JRCC confirmed that there were enough personal floatation devices for all crewmembers as they prepared to abandon ship aboard a life raft. JRCC instructed the captain to activate the vessel's emergency position indicating radio, which was successfully gave watchstanders their position.
JRCC launched the crew of an Air Station Barbers Point C-130 and pulled an Automated Mutual-Assistance Vessel Rescue System surface picture, which indicates the relative position of all AMVER-participating ships around a specific geographic point.
Once on scene, C-130 aircrews deployed two life rafts, two self-locating datum marker buoys, a VHF radio, survival gear and supplies, and a red flare to illuminate the area prior to departing the scene.

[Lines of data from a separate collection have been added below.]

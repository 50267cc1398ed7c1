//! Instruction decoding, realized as gates on the instruction bus.
//!
//! Two datapaths run side by side every pass: the compute path (ALU,
//! condition unit, write-enable taps off the instruction lines) and the
//! constant-load path (the word itself as the result, store to A, no
//! jump). Bit 15 of the instruction steers a bank of selects between
//! them, so a constant load's low bits are payload and never control.

use crate::alu::{Alu, ConditionUnit};
use crate::gate::{Connector, Gate, TieHighGate};
use crate::logic::{SelectGate, SelectNGate};
use crate::signal::{Bus16, Signal};

/// The output lines of a control path: the result bus, the three write
/// enables, and the jump line.
///
/// Fields are handles, so cloning the bundle clones the wiring, not the
/// state.
#[derive(Clone, Debug)]
pub struct ControlLines {
    /// The 16-bit result routed to the writable targets.
    pub r: Bus16,
    /// The write enable for register A.
    pub sel_a: Signal,
    /// The write enable for register D.
    pub sel_d: Signal,
    /// The write enable for the RAM word addressed by A.
    pub sel_pa: Signal,
    /// The jump line: high loads the PC from A instead of incrementing.
    pub j: Signal,
}

impl ControlLines {
    /// Create a bundle over fresh cells.
    #[must_use]
    pub fn new() -> Self {
        Self {
            r: Bus16::new(),
            sel_a: Signal::new(),
            sel_d: Signal::new(),
            sel_pa: Signal::new(),
            j: Signal::new(),
        }
    }
}

impl Default for ControlLines {
    fn default() -> Self {
        Self::new()
    }
}

/// The compute-instruction datapath.
///
/// Wires the ALU's X operand to D and its Y operand to A or the RAM word
/// at A (bit 12), runs the condition unit over the result, and taps the
/// write enables straight off instruction bits 5..3.
pub struct ComputePath {
    pick_y: SelectNGate<16>,
    alu: Alu,
    cond: ConditionUnit,
    tap_a: Connector,
    tap_d: Connector,
    tap_pa: Connector,
}

impl ComputePath {
    /// Wire the path between the instruction bus, the current register
    /// buses and an output bundle.
    #[must_use]
    pub fn new(instr: &Bus16, a: &Bus16, d: &Bus16, pa: &Bus16, out: &ControlLines) -> Self {
        let y = Bus16::new();

        Self {
            pick_y: SelectNGate::new(&instr.line(12), pa, a, &y),
            alu: Alu::new(
                &instr.line(10),
                &instr.line(9),
                &instr.line(8),
                &instr.line(7),
                &instr.line(6),
                d,
                &y,
                &out.r,
            ),
            cond: ConditionUnit::new(
                &instr.line(2),
                &instr.line(1),
                &instr.line(0),
                &out.r,
                &out.j,
            ),
            tap_a: Connector::new(&instr.line(5), &out.sel_a),
            tap_d: Connector::new(&instr.line(4), &out.sel_d),
            tap_pa: Connector::new(&instr.line(3), &out.sel_pa),
        }
    }
}

impl Gate for ComputePath {
    fn update(&mut self) {
        self.pick_y.update();
        self.alu.update();
        self.cond.update();
        self.tap_a.update();
        self.tap_d.update();
        self.tap_pa.update();
    }
}

/// A bank of selects steering one of two control-line bundles to the
/// output bundle.
pub struct ControlSelector {
    pick_r: SelectNGate<16>,
    pick_a: SelectGate,
    pick_d: SelectGate,
    pick_pa: SelectGate,
    pick_j: SelectGate,
}

impl ControlSelector {
    /// Wire the selector: `out = s ? on : off`, line for line.
    #[must_use]
    pub fn new(s: &Signal, on: &ControlLines, off: &ControlLines, out: &ControlLines) -> Self {
        Self {
            pick_r: SelectNGate::new(s, &on.r, &off.r, &out.r),
            pick_a: SelectGate::new(s, &on.sel_a, &off.sel_a, &out.sel_a),
            pick_d: SelectGate::new(s, &on.sel_d, &off.sel_d, &out.sel_d),
            pick_pa: SelectGate::new(s, &on.sel_pa, &off.sel_pa, &out.sel_pa),
            pick_j: SelectGate::new(s, &on.j, &off.j, &out.j),
        }
    }
}

impl Gate for ControlSelector {
    fn update(&mut self) {
        self.pick_r.update();
        self.pick_a.update();
        self.pick_d.update();
        self.pick_pa.update();
        self.pick_j.update();
    }
}

/// The control unit: compute path and constant-load path, selected by
/// bit 15 of the instruction.
///
/// The constant-load bundle needs no gates of its own: its result bus is
/// a view of the instruction bus, its A write-enable is a tied-high line,
/// and the remaining lines are undriven lows.
pub struct ControlUnit {
    compute: ComputePath,
    one: TieHighGate,
    selector: ControlSelector,
}

impl ControlUnit {
    /// Wire the unit between the instruction bus, the current register
    /// buses and an output bundle.
    #[must_use]
    pub fn new(instr: &Bus16, a: &Bus16, d: &Bus16, pa: &Bus16, out: &ControlLines) -> Self {
        let compute_lines = ControlLines::new();
        let compute = ComputePath::new(instr, a, d, pa, &compute_lines);

        let store_a = Signal::new();
        let low = Signal::new();
        let load_lines = ControlLines {
            r: instr.clone(),
            sel_a: store_a.clone(),
            sel_d: low.clone(),
            sel_pa: low.clone(),
            j: low,
        };

        Self {
            compute,
            one: TieHighGate::new(&store_a),
            selector: ControlSelector::new(&instr.line(15), &compute_lines, &load_lines, out),
        }
    }
}

impl Gate for ControlUnit {
    fn update(&mut self) {
        self.compute.update();
        self.one.update();
        self.selector.update();
    }
}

At approximately 12:00 a.m., the Taiwan-based AMVER vessel Ying Rong arrived on scene and took the crewmembers aboard their vessel and waited for the AMVER vessel Captain Minh for further transport to Honolulu.
AMVER is a worldwide voluntary reporting system sponsored by the United States Coast Guard. It is a computer-based global ship-reporting system used worldwide by search and rescue authorities to arrange for assistance to persons in distress far at sea.